En lo personal, conocí a René Padilla en 2018 en medio de una crisis y una búsqueda personal. ¿Es posible encontrar a Dios sin dejar de ser lo que se era? Los cristianos tienen una frase para eso: “nacer dos veces”. Los renacimientos, sin embargo, nunca se hacen sobre la nada. Los cambios radicales mantienen ideas. Padilla lo sabía bien: nadie se convierte en un santo. Para él, era posible seguir siendo de izquierdas y ser cristiano. Y, sobre todo, seguir siendo un pecador –al final el mensaje estaba destinado a ellos (a nosotros)— y apostar por el camino de Jesús. Me pareció ver en él a un hombre de esos que no cree en los que se visten de santos para ser santurrones, sino que más bien cree que todos pueden predicar un mensaje de reconciliación.

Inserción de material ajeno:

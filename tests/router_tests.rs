use std::path::Path;

use covid_dash_rs::Route;
use covid_dash_rs::router::render;

#[test]
fn known_paths_resolve_to_their_pages() {
    assert_eq!(Route::from_path("/apps/arxiki"), Route::Overview);
    assert_eq!(Route::from_path("/apps/pandimia"), Route::Timeline);
    assert_eq!(Route::from_path("/apps/oikonomia"), Route::Economy);
    assert_eq!(Route::from_path("/apps/koinwnia"), Route::Society);
}

#[test]
fn unknown_and_root_paths_fall_back_to_the_overview() {
    assert_eq!(Route::from_path("/unknown"), Route::Overview);
    assert_eq!(Route::from_path(""), Route::Overview);
    assert_eq!(Route::from_path("/"), Route::Overview);
}

#[test]
fn route_paths_round_trip() {
    for route in [
        Route::Overview,
        Route::Timeline,
        Route::Economy,
        Route::Society,
    ] {
        assert_eq!(Route::from_path(route.path()), route);
    }
}

#[test]
fn render_is_total_even_without_datasets() {
    // A page whose datasets are unreadable still renders its static text.
    let page = render("/apps/oikonomia", Path::new("/no/such/dir"));
    assert_eq!(page.chart_count(), 0);
    assert!(!page.blocks.is_empty());
}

Hablamos pocas veces, la pandemia habilitó algún zoom. Su mujer, Beatriz, estaba siempre deseosa de activarlo y de cuidarlo. Creo que fue un hombre abierto. Al menos en lo que yo conocí, le gustaba discutir de política y estaba preocupado por la desigualdad en el país en el que vivía. No iba por el mundo convirtiendo a la gente: creo que simplemente decía lo que pensaba. Eso le costó caro. Hace algunos años, en una conferencia en Brasil, denegaron su participación acusándolo de ser un “cristiano marxista”.

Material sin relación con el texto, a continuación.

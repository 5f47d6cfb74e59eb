//! Chart builders: from a narrow [`Table`] to a [`Chart`].
//!
//! A builder splits rows into one trace per value of an optional color-by
//! column (first-appearance order) and one pane per value of an optional
//! facet column, cycling a qualitative palette so the same category keeps
//! the same color across panes.

use indexmap::{IndexMap, IndexSet};

use crate::chart::figure::{Chart, FacetGrid};
use crate::chart::layout::{Annotation, BarMode, Layout};
use crate::chart::palette;
use crate::chart::trace::{Trace, TraceKind};
use crate::core::Table;
use crate::error::DashResult;

/// Builder for bar charts (stacked by default, optionally grouped).
#[derive(Debug, Clone)]
pub struct BarChart<'a> {
    table: &'a Table,
    x: &'a str,
    y: &'a str,
    color_by: Option<&'a str>,
    text: Option<&'a str>,
    palette: &'static [&'static str],
    bar_mode: BarMode,
    facet: Option<(&'a str, u32)>,
    facet_row_spacing: Option<f64>,
    width: Option<u32>,
    height: Option<u32>,
    x_title: Option<&'a str>,
    y_title: Option<&'a str>,
}

impl<'a> BarChart<'a> {
    #[must_use]
    pub fn new(table: &'a Table, x: &'a str, y: &'a str) -> Self {
        Self {
            table,
            x,
            y,
            color_by: None,
            text: None,
            palette: palette::PLOTLY,
            bar_mode: BarMode::Stack,
            facet: None,
            facet_row_spacing: None,
            width: None,
            height: None,
            x_title: None,
            y_title: None,
        }
    }

    /// Splits rows into one trace per distinct value of `column`.
    #[must_use]
    pub fn color_by(mut self, column: &'a str) -> Self {
        self.color_by = Some(column);
        self
    }

    /// Draws per-point text labels from `column`.
    #[must_use]
    pub fn text(mut self, column: &'a str) -> Self {
        self.text = Some(column);
        self
    }

    #[must_use]
    pub fn palette(mut self, palette: &'static [&'static str]) -> Self {
        self.palette = palette;
        self
    }

    /// Places traces side by side instead of stacking them.
    #[must_use]
    pub fn grouped(mut self) -> Self {
        self.bar_mode = BarMode::Group;
        self
    }

    /// Splits the chart into small-multiple panes by `column`.
    #[must_use]
    pub fn facet(mut self, column: &'a str, wrap: u32) -> Self {
        self.facet = Some((column, wrap));
        self
    }

    #[must_use]
    pub fn facet_row_spacing(mut self, spacing: f64) -> Self {
        self.facet_row_spacing = Some(spacing);
        self
    }

    #[must_use]
    pub fn width(mut self, width: u32) -> Self {
        self.width = Some(width);
        self
    }

    #[must_use]
    pub fn height(mut self, height: u32) -> Self {
        self.height = Some(height);
        self
    }

    #[must_use]
    pub fn x_title(mut self, title: &'a str) -> Self {
        self.x_title = Some(title);
        self
    }

    #[must_use]
    pub fn y_title(mut self, title: &'a str) -> Self {
        self.y_title = Some(title);
        self
    }

    pub fn build(self) -> DashResult<Chart> {
        let spec = TraceSpec {
            kind: TraceKind::Bar,
            x: self.x,
            y: self.y,
            color_by: self.color_by,
            text: self.text,
            facet: self.facet.map(|(column, _)| column),
            palette: self.palette,
        };
        let (traces, facet_values) = spec.split(self.table)?;

        let mut chart = Chart {
            traces,
            layout: base_layout(
                self.x,
                self.y,
                self.x_title,
                self.y_title,
                self.color_by,
                self.width,
                self.height,
            ),
            facets: None,
        };
        chart.layout.bar_mode = self.bar_mode;
        attach_facets(
            &mut chart,
            self.facet,
            self.facet_row_spacing,
            facet_values,
        );
        Ok(chart)
    }
}

/// Builder for line charts.
#[derive(Debug, Clone)]
pub struct LineChart<'a> {
    table: &'a Table,
    x: &'a str,
    y: &'a str,
    color_by: Option<&'a str>,
    palette: &'static [&'static str],
    x_title: Option<&'a str>,
    y_title: Option<&'a str>,
}

impl<'a> LineChart<'a> {
    #[must_use]
    pub fn new(table: &'a Table, x: &'a str, y: &'a str) -> Self {
        Self {
            table,
            x,
            y,
            color_by: None,
            palette: palette::PLOTLY,
            x_title: None,
            y_title: None,
        }
    }

    /// Splits rows into one line per distinct value of `column`.
    #[must_use]
    pub fn color_by(mut self, column: &'a str) -> Self {
        self.color_by = Some(column);
        self
    }

    #[must_use]
    pub fn palette(mut self, palette: &'static [&'static str]) -> Self {
        self.palette = palette;
        self
    }

    #[must_use]
    pub fn x_title(mut self, title: &'a str) -> Self {
        self.x_title = Some(title);
        self
    }

    #[must_use]
    pub fn y_title(mut self, title: &'a str) -> Self {
        self.y_title = Some(title);
        self
    }

    pub fn build(self) -> DashResult<Chart> {
        let spec = TraceSpec {
            kind: TraceKind::Line,
            x: self.x,
            y: self.y,
            color_by: self.color_by,
            text: None,
            facet: None,
            palette: self.palette,
        };
        let (traces, _) = spec.split(self.table)?;

        Ok(Chart {
            traces,
            layout: base_layout(
                self.x,
                self.y,
                self.x_title,
                self.y_title,
                self.color_by,
                None,
                None,
            ),
            facets: None,
        })
    }
}

struct TraceSpec<'a> {
    kind: TraceKind,
    x: &'a str,
    y: &'a str,
    color_by: Option<&'a str>,
    text: Option<&'a str>,
    facet: Option<&'a str>,
    palette: &'static [&'static str],
}

impl TraceSpec<'_> {
    /// Splits table rows into traces keyed by (color value, facet value),
    /// both in first-appearance order.
    fn split(&self, table: &Table) -> DashResult<(Vec<Trace>, Vec<String>)> {
        let x_index = table.require_column(self.x)?;
        let y_index = table.require_column(self.y)?;
        let color_index = self
            .color_by
            .map(|column| table.require_column(column))
            .transpose()?;
        let text_index = self
            .text
            .map(|column| table.require_column(column))
            .transpose()?;
        let facet_index = self
            .facet
            .map(|column| table.require_column(column))
            .transpose()?;

        let mut groups: IndexMap<(String, String), Trace> = IndexMap::new();
        let mut color_order: IndexSet<String> = IndexSet::new();
        let mut facet_values: IndexSet<String> = IndexSet::new();

        for row in table.rows() {
            let color_value = color_index.map(|index| row[index].to_string());
            let facet_value = facet_index.map(|index| row[index].to_string());
            if let Some(value) = &facet_value {
                facet_values.insert(value.clone());
            }

            let key = (
                color_value.clone().unwrap_or_default(),
                facet_value.clone().unwrap_or_default(),
            );
            let trace = groups.entry(key).or_insert_with(|| {
                let paint_index = match &color_value {
                    Some(value) => {
                        color_order.insert(value.clone());
                        color_order.get_index_of(value).unwrap_or_default()
                    }
                    None => 0,
                };
                let mut trace = Trace::new(self.kind, Vec::new(), Vec::new());
                trace.name = color_value.clone();
                trace.color = self
                    .palette
                    .get(paint_index % self.palette.len().max(1))
                    .map(|&color| color.to_owned());
                trace.facet = facet_value.clone();
                trace.text = text_index.map(|_| Vec::new());
                trace
            });

            trace.x.push(row[x_index].clone());
            trace.y.push(row[y_index].clone());
            if let (Some(index), Some(text)) = (text_index, trace.text.as_mut()) {
                text.push(row[index].to_string());
            }
        }

        Ok((
            groups.into_values().collect(),
            facet_values.into_iter().collect(),
        ))
    }
}

fn base_layout(
    x: &str,
    y: &str,
    x_title: Option<&str>,
    y_title: Option<&str>,
    color_by: Option<&str>,
    width: Option<u32>,
    height: Option<u32>,
) -> Layout {
    let mut layout = Layout::default();
    layout.x_axis.title = x_title.unwrap_or(x).to_owned();
    layout.y_axis.title = y_title.unwrap_or(y).to_owned();
    layout.legend.title = color_by.map(str::to_owned);
    layout.width = width;
    layout.height = height;
    layout
}

fn attach_facets(
    chart: &mut Chart,
    facet: Option<(&str, u32)>,
    row_spacing: Option<f64>,
    facet_values: Vec<String>,
) {
    let Some((column, wrap)) = facet else {
        return;
    };
    chart.facets = Some(FacetGrid {
        column: column.to_owned(),
        wrap,
        row_spacing,
    });
    chart.layout.annotations = facet_values
        .into_iter()
        .map(|text| Annotation { text })
        .collect();
}

#[cfg(test)]
mod tests {
    use super::*;
    use crate::core::Cell;

    fn sample_table() -> Table {
        let mut table = Table::new(["x", "y", "group"]);
        for (x, y, group) in [
            ("Q1", 10.0, "2019"),
            ("Q2", 11.0, "2019"),
            ("Q1", 8.0, "2020"),
            ("Q2", 9.0, "2020"),
        ] {
            table
                .push_row(vec![Cell::text(x), Cell::Number(y), Cell::text(group)])
                .expect("arity");
        }
        table
    }

    #[test]
    fn color_by_splits_one_trace_per_group_in_first_appearance_order() {
        let table = sample_table();
        let chart = BarChart::new(&table, "x", "y")
            .color_by("group")
            .grouped()
            .build()
            .expect("build");

        assert_eq!(chart.trace_count(), 2);
        assert_eq!(chart.traces()[0].name.as_deref(), Some("2019"));
        assert_eq!(chart.traces()[1].name.as_deref(), Some("2020"));
        assert_eq!(chart.layout.bar_mode, BarMode::Group);
        assert_eq!(chart.traces()[0].len(), 2);
    }

    #[test]
    fn same_group_keeps_the_same_palette_color_across_facets() {
        let mut table = Table::new(["x", "y", "group", "pane"]);
        for (x, y, group, pane) in [
            ("a", 1.0, "g1", "p1"),
            ("a", 2.0, "g2", "p1"),
            ("a", 3.0, "g1", "p2"),
            ("a", 4.0, "g2", "p2"),
        ] {
            table
                .push_row(vec![
                    Cell::text(x),
                    Cell::Number(y),
                    Cell::text(group),
                    Cell::text(pane),
                ])
                .expect("arity");
        }

        let chart = BarChart::new(&table, "x", "y")
            .color_by("group")
            .facet("pane", 2)
            .build()
            .expect("build");

        assert_eq!(chart.trace_count(), 4);
        let color_of = |group: &str, pane: &str| {
            chart
                .traces()
                .iter()
                .find(|t| t.name.as_deref() == Some(group) && t.facet.as_deref() == Some(pane))
                .and_then(|t| t.color.clone())
        };
        assert_eq!(color_of("g1", "p1"), color_of("g1", "p2"));
        assert_ne!(color_of("g1", "p1"), color_of("g2", "p1"));

        let annotations: Vec<&str> = chart
            .layout
            .annotations
            .iter()
            .map(|a| a.text.as_str())
            .collect();
        assert_eq!(annotations, ["p1", "p2"]);
    }

    #[test]
    fn missing_column_fails_the_build() {
        let table = sample_table();
        assert!(BarChart::new(&table, "x", "nope").build().is_err());
    }
}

Una vez, sin embargo, escribió: “Muchas veces nuestro ecumenismo se reduce al grupo de gente que está de acuerdo con nosotros políticamente; que comparte la misma ideología de cambio social y sueña en una sociedad socialista. Si nuestro ecumenismo se reduce a eso, estamos equivocados”.
Es difícil ser abierto. El desafío de él fue serlo frente a quienes no siempre lo eran. Creía que su idea de misión integral podía ser adoptada por gente diversa. No hacía diferencias entre denominaciones ni entre protestantes y católicos. Todos: luteranos, bautistas, metodistas y pentecostales podían responsabilizarse socialmente y ampliar el horizonte de la fe en comunión con el otro. Dejó discípulos. Ellos seguirán luchando por esa tarea.